• Your objective: Your answer must consist solely of the lines from the start of the entries below through the line with "use super::*;", unchanged.

• Saved data entries:
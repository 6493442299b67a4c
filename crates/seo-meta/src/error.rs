//! Meta tag resolution errors.

use seo_catalog::{CatalogError, EntityType};

/// Reason a template could not be applied.
///
/// Logged at the template loop and never returned to callers.
#[derive(Debug, thiserror::Error)]
pub enum MetaError {
    /// The template targets another kind of entity.
    #[error("template {template_id} targets {expected} entities, got {actual}")]
    EntityMismatch {
        template_id: u64,
        expected: EntityType,
        actual: EntityType,
    },
    /// The template store could not be queried.
    #[error("template store failed: {0}")]
    Store(#[from] CatalogError),
}
#[cfg(test)]
mod tests {
    use super::*;
    use pretty_assertions::assert_eq;
    use seo_cache::MemoryCache;
    use seo_catalog::{CatalogError, Category, MemoryCatalog, Product, StoreContext, WebsiteContext};
    use seo_template::ProcessorContext;

    static_assertions::assert_impl_all!(MetaTagManager: Send, Sync);

    /// Returns its templates verbatim, without filtering.
    struct FixedTemplates(Vec<Template>);

    impl TemplateStore for FixedTemplates {
        fn get_by_type_and_entity_type(
            &self,
            _template_type: TemplateType,
            _entity_type: EntityType,
            _store_id: u32,
        ) -> Result<Vec<Template>, CatalogError> {
            Ok(self.0.clone())
        }
    }

    struct BrokenTemplates;

    impl TemplateStore for BrokenTemplates {
        fn get_by_type_and_entity_type(
            &self,
            _template_type: TemplateType,
            _entity_type: EntityType,
            _store_id: u32,
        ) -> Result<Vec<Template>, CatalogError> {
            Err(CatalogError::Unavailable("timeout".to_owned()))
        }
    }

    fn template(id: u64, priority: i32) -> Template {
        Template {
            id,
            priority,
            is_active: true,
            template_type: TemplateType::Comprehensive,
            entity_type: EntityType::Product,
            ..Template::default()
        }
    }

    fn manager(store: Arc<dyn TemplateStore>) -> MetaTagManager {
        let catalog = Arc::new(MemoryCatalog::new().with_category(Category {
            id: 3,
            name: "Headphones".to_owned(),
            level: 2,
            ..Category::default()
        }));
        let ctx = ProcessorContext::new(StoreContext::default(), WebsiteContext::default(), catalog)
            .with_cache(Arc::new(MemoryCache::new()));
        MetaTagManager::new(store, ProcessorFactory::new(ctx))
    }

    fn product(price: f64) -> Entity {
        Entity::from(Product {
            id: 42,
            name: "Wireless Headphones".to_owned(),
            price: Some(price),
            category_ids: vec![3],
            ..Product::default()
        })
    }

    fn apply(manager: &MetaTagManager, entity: &Entity) -> ResolvedTags {
        let mut scope = RequestScope::new();
        manager.apply_templates(&mut scope, entity, EntityType::Product, TemplateType::Comprehensive)
    }

    #[test]
    fn test_highest_priority_template_wins_outright() {
        let catalog = Arc::new(
            MemoryCatalog::new()
                .with_template(Template {
                    meta_title: Some("Low {{product.name}}".to_owned()),
                    meta_description: Some("Low description".to_owned()),
                    ..template(1, 5)
                })
                .with_template(Template {
                    meta_title: Some("{{product.name}} | {{category.name}}".to_owned()),
                    ..template(2, 10)
                }),
        );
        let tags = apply(&manager(catalog), &product(20.0));

        assert_eq!(tags.get(MetaField::MetaTitle), Some("Wireless Headphones | Headphones"));
        assert_eq!(tags.get(MetaField::MetaDescription), None);
        assert_eq!(tags.len(), 1);
    }

    #[test]
    fn test_empty_result_falls_through_to_next_template() {
        let catalog = Arc::new(
            MemoryCatalog::new()
                .with_template(Template {
                    meta_title: Some("{{product.missing}}".to_owned()),
                    ..template(1, 10)
                })
                .with_template(Template {
                    meta_title: Some("Fallback".to_owned()),
                    ..template(2, 5)
                }),
        );
        let tags = apply(&manager(catalog), &product(20.0));
        assert_eq!(tags.get(MetaField::MetaTitle), Some("Fallback"));
    }

    #[test]
    fn test_price_range_condition() {
        let store = Arc::new(MemoryCatalog::new().with_template(Template {
            conditions: Some(r#"{"price": {"min": 10, "max": 50}}"#.to_owned()),
            meta_title: Some("Affordable {{product.name}}".to_owned()),
            ..template(1, 1)
        }));
        let manager = manager(store);

        // Distinct ids keep the cache keys apart
        let entity = |id: u64, price: f64| {
            let mut entity = product(price);
            if let Entity::Product(p) = &mut entity {
                p.id = id;
            }
            entity
        };

        assert!(apply(&manager, &entity(1, 5.0)).is_empty());
        assert!(apply(&manager, &entity(2, 60.0)).is_empty());
        assert_eq!(
            apply(&manager, &entity(3, 25.0)).get(MetaField::MetaTitle),
            Some("Affordable Wireless Headphones")
        );
    }

    #[test]
    fn test_second_call_served_from_cache() {
        let catalog = Arc::new(MemoryCatalog::new().with_template(Template {
            meta_title: Some("{{product.name}}".to_owned()),
            ..template(1, 1)
        }));
        let manager = manager(Arc::clone(&catalog) as Arc<dyn TemplateStore>);
        let entity = product(20.0);

        let first = apply(&manager, &entity);
        let second = apply(&manager, &entity);

        assert_eq!(first, second);
        assert_eq!(catalog.template_calls(), 1);

        // Same request: memo answers without touching the cache
        let mut scope = RequestScope::new();
        let a = manager.apply_templates(&mut scope, &entity, EntityType::Product, TemplateType::Comprehensive);
        let b = manager.apply_templates(&mut scope, &entity, EntityType::Product, TemplateType::Comprehensive);
        assert_eq!(a, b);
        assert_eq!(catalog.template_calls(), 1);
    }

    #[test]
    fn test_clear_cache_for_entity_forces_reload() {
        let catalog = Arc::new(MemoryCatalog::new().with_template(Template {
            meta_title: Some("{{product.name}}".to_owned()),
            ..template(1, 1)
        }));
        let manager = manager(Arc::clone(&catalog) as Arc<dyn TemplateStore>);
        let entity = product(20.0);
        let mut scope = RequestScope::new();

        manager.apply_templates(&mut scope, &entity, EntityType::Product, TemplateType::Comprehensive);
        manager.clear_cache_for_entity(&mut scope, &entity, EntityType::Product);
        manager.apply_templates(&mut scope, &entity, EntityType::Product, TemplateType::Comprehensive);
        assert_eq!(catalog.template_calls(), 2);

        manager.clear_all_cache(&mut scope);
        manager.apply_templates(&mut scope, &entity, EntityType::Product, TemplateType::Comprehensive);
        assert_eq!(catalog.template_calls(), 3);
    }

    #[test]
    fn test_template_type_selects_fields() {
        let store = Arc::new(FixedTemplates(vec![Template {
            template_type: TemplateType::OpenGraph,
            meta_title: Some("ignored".to_owned()),
            og_title: Some("{{product.name}}".to_owned()),
            og_type: Some("product".to_owned()),
            ..template(1, 1)
        }]));
        let manager = manager(store);
        let mut scope = RequestScope::new();

        let tags = manager.apply_templates(&mut scope, &product(1.0), EntityType::Product, TemplateType::OpenGraph);
        assert_eq!(tags.get(MetaField::MetaTitle), None);
        assert_eq!(tags.get(MetaField::OgTitle), Some("Wireless Headphones"));
        assert_eq!(tags.get(MetaField::OgType), Some("product"));
    }

    #[test]
    fn test_robots_and_og_type_copied_verbatim() {
        let store = Arc::new(FixedTemplates(vec![Template {
            meta_robots: Some("NOINDEX,{{product.name}}".to_owned()),
            og_type: Some("{{upper(product.name)}}".to_owned()),
            ..template(1, 1)
        }]));
        let tags = apply(&manager(store), &product(1.0));
        assert_eq!(tags.get(MetaField::MetaRobots), Some("NOINDEX,{{product.name}}"));
        assert_eq!(tags.get(MetaField::OgType), Some("{{upper(product.name)}}"));
    }

    #[test]
    fn test_inactive_and_mismatched_templates_skipped() {
        let store = Arc::new(FixedTemplates(vec![
            Template {
                is_active: false,
                meta_title: Some("inactive".to_owned()),
                ..template(1, 30)
            },
            Template {
                meta_title: Some("malformed conditions pass".to_owned()),
                conditions: Some("{broken".to_owned()),
                ..template(2, 20)
            },
        ]));
        let tags = apply(&manager(store), &product(1.0));
        assert_eq!(tags.get(MetaField::MetaTitle), Some("malformed conditions pass"));

        let store = Arc::new(FixedTemplates(vec![Template {
            meta_title: Some("for products".to_owned()),
            ..template(1, 1)
        }]));
        let manager = manager(store);
        let mut scope = RequestScope::new();
        let category = Entity::from(Category {
            id: 3,
            ..Category::default()
        });
        // Entity type says product, entity is a category
        let tags = manager.apply_templates(&mut scope, &category, EntityType::Product, TemplateType::Comprehensive);
        assert!(tags.is_empty());
    }

    #[test]
    fn test_failing_store_yields_empty_uncached_result() {
        let manager = manager(Arc::new(BrokenTemplates));
        let mut scope = RequestScope::new();
        let entity = product(1.0);
        let tags = manager.apply_templates(&mut scope, &entity, EntityType::Product, TemplateType::Comprehensive);
        assert!(tags.is_empty());
        let key = manager.cache_key(&entity, EntityType::Product, TemplateType::Comprehensive);
        assert!(scope.meta_tags(&key).is_none());
    }
}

• Task response:
repository 6493442299b67a4c
filename crates/seo-meta/src/error.rs
//! Meta tag resolution errors.

use seo_catalog::{CatalogError, EntityType};

/// Reason a template could not be applied.
///
/// Logged at the template loop and never returned to callers.
#[derive(Debug, thiserror::Error)]
pub enum MetaError {
    /// The template targets another kind of entity.
    #[error("template {template_id} targets {expected} entities, got {actual}")]
    EntityMismatch {
        template_id: u64,
        expected: EntityType,
        actual: EntityType,
    },
    /// The template store could not be queried.
    #[error("template store failed: {0}")]
    Store(#[from] CatalogError),
}
#[cfg(test)]
mod tests {
    use super::*;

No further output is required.